Andererseits verdient das Unternehmen sein Geld als so genannter Pharmacy Benefit Manager – einer Art Vermittler zwischen Pharmakonzernen und Versicherungen, der über Preise verhandelt. In diesem Geschäftszweig erwirtschaftet CVS den grössten Teil des Umsatzes. Die wichtigsten Konkurrenten von CVS sind die Apothekenkette Walgreens und der Pharmacy Benefit Manager Express Scripts.

Drittgrösster Krankenversicherer

Die Krankenversicherung Aetna ihrerseits hat rund 22 Millionen Versicherte, erzielte im vergangenen Jahr einen Umsatz von 63 Milliarden Dollar und ist nach United Health und Anthem der drittgrösste Krankenversicherer der USA. Es folgen Humana und Cigna. Mit Humana wollte Aetna bereits fusionieren. Doch dieser Deal wurde Anfang 2017 wegen Wettbewerbsbedenken von den Behörden untersagt.

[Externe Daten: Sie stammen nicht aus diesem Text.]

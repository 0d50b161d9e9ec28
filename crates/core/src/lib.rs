//! `forgeerp-core`: domain foundation building blocks.
//!
//! This crate contains **pure domain** primitives (no infrastructure concerns).

pub mod aggregate;
pub mod entity;
pub mod error;
pub mod id;
pub mod value_object;

pub use aggregate::{Aggregate, AggregateRoot, ExpectedVersion};
pub use entity::{Entity, find_by_id};
pub use error::{DomainError, DomainResult};
pub use id::{
    AggregateId, LocationId, ProductId, StockId, StockMovementId, TenantId, UserId, WarehouseId,
};
pub use value_object::ValueObject;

Nach der Fusion von CVS und Aetna würden die jetzigen Aetna-Aktionäre 22 Prozent an dem neuen Unternehmen halten. Insider hatten schon im vergangenen Oktober berichtet, die Firmen seien seit Monaten in Gesprächen. Am Sonntagabend nun wurden die Absichten öffentlich gemacht.

Druck von Amazon

Die Hintergründe des Deals sind vielschichtig. Abgesehen vom Kostendruck, der Jahr für Jahr steigt, setzt insbesondere Amazon die Medikamentenhändler unter Druck. Seit Monaten jagen sich Gerüchte, wonach der Online-Gigant ins Apothekengeschäft einsteigen könnte. Das würde das Geschäftsmodell von Unternehmen wie CVS und Walgreens in Frage stellen. Amazon hat in diversen Bundesstaaten der USA bereits Lizenzen für den Medikamenten-Grosshandel beantragt sowie diverse Manager aus der Gesundheitsbranche angeworben.

Aber auch die Digitalisierung droht die Wertschöpfungsketten der Branche auseinanderzureissen. Neue Online-Krankenversicherungen machen mit neuen Dienstleistungen den etablierten Krankenversicherern Kunden abspenstig – insbesondere bei Firmenkunden im Silicon Valley mit mehreren tausend Versicherten.

One-Stop-Shop

Ziel von CVS und Aetna ist es, für ihre Kunden ein One-Stop-Shop für alle Gesundheitsfragen zu sein – ähnlich dem Schweizer Managed-Care-Modell. So sei es möglich, die Kosten erheblich zu senken, hiess es. Rund 80 Prozent der Kosten würden durch 50 Prozent der Kunden verursacht. Vor allem chronische Krankheiten wie Diabetes trieben die Kosten in die Höhe.

Wenn die Unternehmen ihre Kunden direkt vor Ort, also in den in CVS-integrierten Behandlungszentren, behandeln lassen, würde etwa der Gang in eine Arztpraxis wegfallen. Auch könnten die Kunden in Sachen Ernährung und Sport beraten werden.